There’s an orange polka dotted couch across from me. A group of great ladies sit in a circle trading stories to my right, and Joe is behind the counter. I have my Mac on my lap, Brett Ryan Stewart in my ears, coffee and biscotti at my fingers. My head is bopping. I am happy.

The life of a writer.

Someone asked me last night, “Do you have that atypical schedule artists dream of, the one that is creativity driven and there is no clocking in or out?” Yep, I do.

Today, I spent a little time getting some business done. Then I headed out into the sun that has goldened our budding trees. I wandered through the library stacks with the time to just see if I could remember what I had said I wanted to read recently. (I found N. Scott Momaday’s Ancient Child that I’m reading for CB’s The Hop-a-long, Git-a-long, Read-a-long Western Reading Challenge). Now, I’m at Cuppa Joe, our one and only local coffee shop.

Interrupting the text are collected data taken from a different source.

//! Per-value liveness analysis over a fixed execution order.
//!
//! One pass over the nodes, linear in the edge count. Positions are explicit
//! [`Position`] values keyed to the order passed in; nothing here mutates
//! shared state.

use tracing::debug;

use crate::error::PlanResult;
use crate::graph::{NodeId, ValueGraph, ValueKind};
use crate::plan::types::{LiveInterval, Position};

/// Compute `[first_use, last_use]` for every value.
///
/// - Graph inputs and initializers are alive from [`Position::Start`].
/// - Computed values come alive at their producing node's position.
/// - `last_use` is the position of the last consuming node; a value with no
///   consumers dies at its own `first_use`.
/// - Graph outputs are kept alive past the end ([`Position::End`]) unless
///   `recycle_outputs` is set, in which case their lifetime ends at their
///   last in-graph consumer and their buffer becomes recyclable.
pub fn compute_liveness(
    graph: &ValueGraph,
    order: &[NodeId],
    recycle_outputs: bool,
) -> PlanResult<Vec<LiveInterval>> {
    let mut position_of_node = vec![0usize; graph.num_nodes()];
    for (step, &node) in order.iter().enumerate() {
        position_of_node[node.0] = step;
    }

    let mut intervals = Vec::new();
    intervals.try_reserve_exact(graph.num_values())?;
    for (index, value) in graph.values().iter().enumerate() {
        let first_use = if value.kind.is_externally_supplied() {
            Position::Start
        } else {
            match graph.producer(crate::graph::ValueId(index)) {
                Some(producer) => Position::At(position_of_node[producer.0]),
                // Unreachable on a validated graph; treat as alive from start.
                None => Position::Start,
            }
        };
        intervals.push(LiveInterval {
            first_use,
            last_use: first_use,
        });
    }

    for (step, &node) in order.iter().enumerate() {
        for &input in &graph.node(node).inputs {
            let interval = &mut intervals[input.0];
            interval.last_use = interval.last_use.max(Position::At(step));
        }
    }

    if !recycle_outputs {
        for (index, value) in graph.values().iter().enumerate() {
            if value.kind == ValueKind::GraphOutput {
                intervals[index].last_use = Position::End;
            }
        }
    }

    debug!(values = intervals.len(), "computed live intervals");
    Ok(intervals)
}
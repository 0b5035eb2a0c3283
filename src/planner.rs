//! Top-level planning entry point.
//!
//! Runs the full pipeline once per (graph, device-assignment) pair:
//! ordering, liveness, reuse allocation, free scheduling, fence annotation,
//! assembly. Planning is a pure function of the graph and the options:
//! re-running it on the same input always yields an identical plan. There is
//! no partial output; either a fully validated plan is returned or planning
//! fails and the graph must not be executed.

use tracing::debug;

use crate::error::PlanResult;
use crate::graph::ValueGraph;
use crate::plan::assemble::assemble_plan;
use crate::plan::fence::annotate_fences;
use crate::plan::free_schedule::schedule_frees;
use crate::plan::liveness::compute_liveness;
use crate::plan::order::compute_execution_order;
use crate::plan::reuse::assign_buffers;
use crate::plan::types::Plan;

/// Planning policy knobs.
#[derive(Debug, Clone, PartialEq, Eq)]
pub struct PlannerOptions {
    /// Allow graph-output buffers to be recycled once their last in-graph
    /// consumer has run. Off by default: the usual contract is that output
    /// buffers survive untouched until the caller reads them.
    pub reuse_graph_outputs: bool,
    /// Allow same-step in-place reuse through operations marked in-place-safe
    pub enable_inplace_reuse: bool,
}

impl Default for PlannerOptions {
    fn default() -> Self {
        Self {
            reuse_graph_outputs: false,
            enable_inplace_reuse: true,
        }
    }
}

impl PlannerOptions {
    pub fn new() -> Self {
        Self::default()
    }

    /// Enable or disable recycling of graph-output buffers.
    pub fn with_reuse_graph_outputs(mut self, enabled: bool) -> Self {
        self.reuse_graph_outputs = enabled;
        self
    }

    /// Enable or disable in-place reuse.
    pub fn with_inplace_reuse(mut self, enabled: bool) -> Self {
        self.enable_inplace_reuse = enabled;
        self
    }
}

/// Static execution-and-memory planner.
///
/// Cheap to construct; holds only policy. The produced [`Plan`] is immutable
/// and may be shared read-only across any number of concurrent executions.
#[derive(Debug, Clone, Default)]
pub struct Planner {
    options: PlannerOptions,
}

impl Planner {
    /// Planner with default options.
    pub fn new() -> Self {
        Self::default()
    }

    /// Planner with explicit options.
    pub fn with_options(options: PlannerOptions) -> Self {
        Self { options }
    }

    pub fn options(&self) -> &PlannerOptions {
        &self.options
    }

    /// Plan the given graph.
    ///
    /// Fails with a graph-structure error on a malformed graph (cycle,
    /// missing producer) before any plan exists, or with a plan-validation
    /// error if an internal invariant is violated after assembly.
    pub fn plan(&self, graph: &ValueGraph) -> PlanResult<Plan> {
        debug!(
            nodes = graph.num_nodes(),
            values = graph.num_values(),
            "planning graph"
        );
        graph.validate()?;

        let order = compute_execution_order(graph)?;
        let liveness = compute_liveness(graph, &order, self.options.reuse_graph_outputs)?;
        let assignments = assign_buffers(graph, &order, &liveness, &self.options)?;
        let schedule = schedule_frees(&liveness, order.len())?;
        let fences = annotate_fences(graph, &assignments);
        assemble_plan(graph, order, &liveness, &assignments, schedule, fences)
    }
}

/// Plan a graph with default options.
pub fn plan_graph(graph: &ValueGraph) -> PlanResult<Plan> {
    Planner::new().plan(graph)
}
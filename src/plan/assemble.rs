//! Final plan assembly and invariant validation.
//!
//! Combines the outputs of ordering, liveness, reuse allocation, free
//! scheduling and fence annotation into one immutable [`Plan`], then checks
//! every cross-component invariant. A violation here is a planner defect:
//! planning is deterministic, so the error is surfaced as-is, never patched
//! and never retried.

use tracing::debug;

use crate::error::{PlanError, PlanResult};
use crate::graph::{NodeId, ValueGraph, ValueId, ValueKind};
use crate::plan::fence::FenceFlags;
use crate::plan::free_schedule::FreeSchedule;
use crate::plan::reuse::BufferAssignment;
use crate::plan::types::{AllocKind, AllocationRecord, ExecutionStep, LiveInterval, Plan};

/// Assemble and validate the immutable plan.
pub fn assemble_plan(
    graph: &ValueGraph,
    order: Vec<NodeId>,
    liveness: &[LiveInterval],
    assignments: &[BufferAssignment],
    schedule: FreeSchedule,
    fences: FenceFlags,
) -> PlanResult<Plan> {
    validate_order(graph, &order)?;
    validate_reuse(liveness, assignments)?;
    validate_free_schedule(liveness, &schedule)?;

    let mut allocations = Vec::new();
    allocations.try_reserve_exact(graph.num_values())?;
    for (index, assignment) in assignments.iter().enumerate() {
        allocations.push(AllocationRecord {
            kind: assignment.kind,
            reused_value: assignment.reused,
            mem_space: graph.value(ValueId(index)).mem_space,
            needs_fence: fences.value_fences[index],
            interval: liveness[index],
        });
    }

    let mut steps = Vec::new();
    steps.try_reserve_exact(order.len())?;
    for (&node, range) in order.iter().zip(schedule.ranges.iter()) {
        steps.push(ExecutionStep {
            node,
            free_range: range.clone(),
        });
    }

    // Initializers are arena-allocated in ascending id order; activations in
    // def-site execution order. Both orders are fixed properties of the plan.
    let initializer_order: Vec<ValueId> = graph
        .values()
        .iter()
        .enumerate()
        .filter(|(_, value)| value.kind == ValueKind::Initializer)
        .map(|(index, _)| ValueId(index))
        .collect();

    let mut activation_order = Vec::new();
    for &node in &order {
        for &output in &graph.node(node).outputs {
            if assignments[output.0].kind == AllocKind::Allocate {
                activation_order.push(output);
            }
        }
    }

    debug!(
        steps = steps.len(),
        values = allocations.len(),
        "plan assembled"
    );
    Ok(Plan {
        steps,
        allocations,
        free_list: schedule.free_list,
        node_fences: fences.node_fences,
        initializer_order,
        activation_order,
    })
}

/// The node order must be a permutation of the graph's nodes.
fn validate_order(graph: &ValueGraph, order: &[NodeId]) -> PlanResult<()> {
    if order.len() != graph.num_nodes() {
        return Err(PlanError::OrderNotPermutation {
            reason: format!(
                "{} nodes ordered, graph has {}",
                order.len(),
                graph.num_nodes()
            ),
        });
    }
    let mut seen = vec![false; graph.num_nodes()];
    for &node in order {
        match seen.get_mut(node.0) {
            Some(slot) if !*slot => *slot = true,
            Some(_) => {
                return Err(PlanError::OrderNotPermutation {
                    reason: format!("{node:?} appears twice"),
                })
            }
            None => return Err(PlanError::UnknownNode(node)),
        }
    }
    Ok(())
}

I’ll probably hang here for the afternoon and get some writing done before I head over to church to help Beth with the Wednesday night dinner. But then again, I might not . . . I have that luxury.

I don’t buy into the “I don’t have enough time to write” excuse; I wrote a lot (more than I do now, in fact) when I worked over 60 hours a week as a professor. Yet, there is nothing like having the time to wander through my day with the freedom to move and read and think and write as I am inclined. On days when I let myself slide into this life – when I’m not kicking and screaming against it because I think I should be “doing more” – I feel most like myself and, therefore, most like a writer.

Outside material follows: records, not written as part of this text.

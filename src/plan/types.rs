//! Plan data model: positions, allocation records, and the immutable Plan.

use std::collections::BTreeSet;
use std::ops::Range;

use serde::{Deserialize, Serialize};

use crate::graph::{MemorySpace, NodeId, ValueId};

/// A position in the execution order.
///
/// `Start` sorts before every step and marks values alive before the first
/// node runs (graph inputs, initializers). `End` sorts after every step and
/// marks values kept alive past the last node (graph outputs). The derived
/// ordering is relied on throughout liveness and reuse analysis.
#[derive(
    Debug, Clone, Copy, PartialEq, Eq, PartialOrd, Ord, Hash, Serialize, Deserialize,
)]
pub enum Position {
    /// Alive before step 0
    Start,
    /// At the node executed at this step
    At(usize),
    /// Kept alive past the last step
    End,
}

impl Position {
    /// True for `At(_)`: the value's lifetime ends inside the graph.
    pub fn is_finite(&self) -> bool {
        matches!(self, Position::At(_))
    }

    /// The step index, if finite.
    pub fn step(&self) -> Option<usize> {
        match self {
            Position::At(step) => Some(*step),
            _ => None,
        }
    }
}

/// Allocation strategy chosen for a value's buffer.
#[derive(Debug, Clone, Copy, PartialEq, Eq, Serialize, Deserialize)]
pub enum AllocKind {
    /// Allocate a fresh buffer when the value is produced
    Allocate,
    /// Back the value with another value's retired (or in-place dying) buffer
    Reuse,
    /// The buffer is supplied externally (graph input, initializer)
    External,
    /// No buffer at all: the value is an untransformed alias of an
    /// externally supplied value
    NoAllocation,
}

/// Span of execution positions during which a value's buffer must stay live.
#[derive(Debug, Clone, Copy, PartialEq, Eq, Serialize, Deserialize)]
pub struct LiveInterval {
    /// Position of the producing node (`Start` for externally supplied values)
    pub first_use: Position,
    /// Position of the last consuming node (`End` for graph outputs;
    /// equals `first_use` for values nothing consumes)
    pub last_use: Position,
}

/// Per-value allocation plan entry.
#[derive(Debug, Clone, PartialEq, Eq, Serialize, Deserialize)]
pub struct AllocationRecord {
    /// Chosen allocation strategy
    pub kind: AllocKind,
    /// The value whose buffer backs this one; `Some` iff `kind` is `Reuse`.
    /// The target is always the chain's ultimate owner, never itself a reuser.
    pub reused_value: Option<ValueId>,
    /// Memory space of the buffer
    pub mem_space: MemorySpace,
    /// The executor must wait on a fence before touching this buffer across
    /// an asynchronous boundary. Shared by every value on one reuse chain.
    pub needs_fence: bool,
    /// Execution-order span the buffer must stay live for this value
    pub interval: LiveInterval,
}

/// One step of the execution order: the node to run, plus the slice of the
/// shared free list naming values to release once it has run.
#[derive(Debug, Clone, PartialEq, Eq, Serialize, Deserialize)]
pub struct ExecutionStep {
    /// Node to execute
    pub node: NodeId,
    /// Half-open range into [`Plan::free_list`]
    pub free_range: Range<usize>,
}

/// The immutable planning artifact.
///
/// Produced once per (graph, device-assignment) pair and replayed by the
/// executor on every inference call. All tables are dense and read-only, so
/// one plan may back unlimited concurrent executions without locks. The
/// planner signals *where* synchronization is required (fence flags) but
/// never inserts it.
#[derive(Debug, Clone, PartialEq, Eq, Serialize, Deserialize)]
pub struct Plan {
    pub(crate) steps: Vec<ExecutionStep>,
    pub(crate) allocations: Vec<AllocationRecord>,
    pub(crate) free_list: Vec<ValueId>,
    pub(crate) node_fences: Vec<bool>,
    pub(crate) initializer_order: Vec<ValueId>,
    pub(crate) activation_order: Vec<ValueId>,
}

impl Plan {
    /// Execution steps in order.
    pub fn steps(&self) -> &[ExecutionStep] {
        &self.steps
    }

    /// Node ids in execution order.
    pub fn execution_order(&self) -> impl Iterator<Item = NodeId> + '_ {
        self.steps.iter().map(|step| step.node)
    }

    /// Number of execution steps (= number of nodes).
    pub fn num_steps(&self) -> usize {
        self.steps.len()
    }

    /// Number of planned values.
    pub fn num_values(&self) -> usize {
        self.allocations.len()
    }

    /// Allocation record for a value.
    pub fn allocation(&self, value: ValueId) -> Option<&AllocationRecord> {
        self.allocations.get(value.0)
    }

    /// The full allocation table, indexed by value id.
    pub fn allocations(&self) -> &[AllocationRecord] {
        &self.allocations
    }

    /// Values to release after the node at `step` has run.
    pub fn freed_after(&self, step: usize) -> &[ValueId] {
        match self.steps.get(step) {
            Some(s) => &self.free_list[s.free_range.clone()],
            None => &[],
        }
    }

    /// The shared free list underlying the per-step ranges.
    pub fn free_list(&self) -> &[ValueId] {
        &self.free_list
    }

    /// Whether the given node requires a fence check before execution.
    pub fn node_needs_fence(&self, node: NodeId) -> bool {
        self.node_fences.get(node.0).copied().unwrap_or(false)
    }

    /// Memory space of a value's buffer.
    pub fn memory_space(&self, value: ValueId) -> Option<MemorySpace> {
        self.allocations.get(value.0).map(|record| record.mem_space)
    }

    /// The set of distinct memory spaces used by the plan.
    pub fn memory_spaces(&self) -> BTreeSet<MemorySpace> {
        self.allocations
            .iter()
            .map(|record| record.mem_space)
            .collect()
    }

    /// Fixed order for sequentially allocating initializer values from a
    /// pooled arena.
    pub fn initializer_allocation_order(&self) -> &[ValueId] {
        &self.initializer_order
    }

    /// Fixed order for sequentially allocating activation (fresh computed)
    /// values from a pooled arena.
    pub fn activation_allocation_order(&self) -> &[ValueId] {
        &self.activation_order
    }
}

#[cfg(test)]
mod tests {
    use super::*;

    #[test]
    fn test_position_ordering() {
        assert!(Position::Start < Position::At(0));
        assert!(Position::At(0) < Position::At(1));
        assert!(Position::At(usize::MAX) < Position::End);
        assert!(Position::Start < Position::End);
    }

    #[test]
    fn test_position_finite() {
        assert!(!Position::Start.is_finite());
        assert!(Position::At(3).is_finite());
        assert!(!Position::End.is_finite());
        assert_eq!(Position::At(3).step(), Some(3));
        assert_eq!(Position::End.step(), None);
    }

    #[test]
    fn test_freed_after_out_of_range() {
        let plan = Plan {
            steps: vec![ExecutionStep {
                node: NodeId(0),
                free_range: 0..1,
            }],
            allocations: vec![],
            free_list: vec![ValueId(0)],
            node_fences: vec![false],
            initializer_order: vec![],
            activation_order: vec![],
        };
        assert_eq!(plan.freed_after(0), &[ValueId(0)]);
        assert_eq!(plan.freed_after(5), &[] as &[ValueId]);
    }

    #[test]
    fn test_memory_spaces_deduplicated() {
        let record = |space| AllocationRecord {
            kind: AllocKind::Allocate,
            reused_value: None,
            mem_space: space,
            needs_fence: false,
            interval: LiveInterval {
                first_use: Position::At(0),
                last_use: Position::At(0),
            },
        };
        let plan = Plan {
            steps: vec![],
            allocations: vec![
                record(MemorySpace::Host),
                record(MemorySpace::Device(0)),
                record(MemorySpace::Host),
            ],
            free_list: vec![],
            node_fences: vec![],
            initializer_order: vec![],
            activation_order: vec![],
        };
        let spaces = plan.memory_spaces();
        assert_eq!(spaces.len(), 2);
        assert!(spaces.contains(&MemorySpace::Host));
        assert!(spaces.contains(&MemorySpace::Device(0)));
    }
}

The space of an open day where I don’t have deadlines to meet, meetings to loathe, and more work than I can possibly do well – that is a blessing I don’t take for granted. It feels like I’m standing in a wide open field where the most gorgeous wildflowers are blooming one by one around me at a speed I can see – magenta poppies widen, sweet peas uncurl their pink pockets of blossom, cornflowers spit out their spikes. I have the time and space to see all of these things that feed my soul. It’s like life is moving at “the speed of trees” to quote Ellis Paul.

That’s not to say that a writer need have the freedom of schedule that I do – not at all. A writer is a person who writes. Period.

But this writer – this girl with the laptop and half a cup of dark, fresh roasted coffee – lives herself more in this space where she can wander, breath and watch the flowers bloom.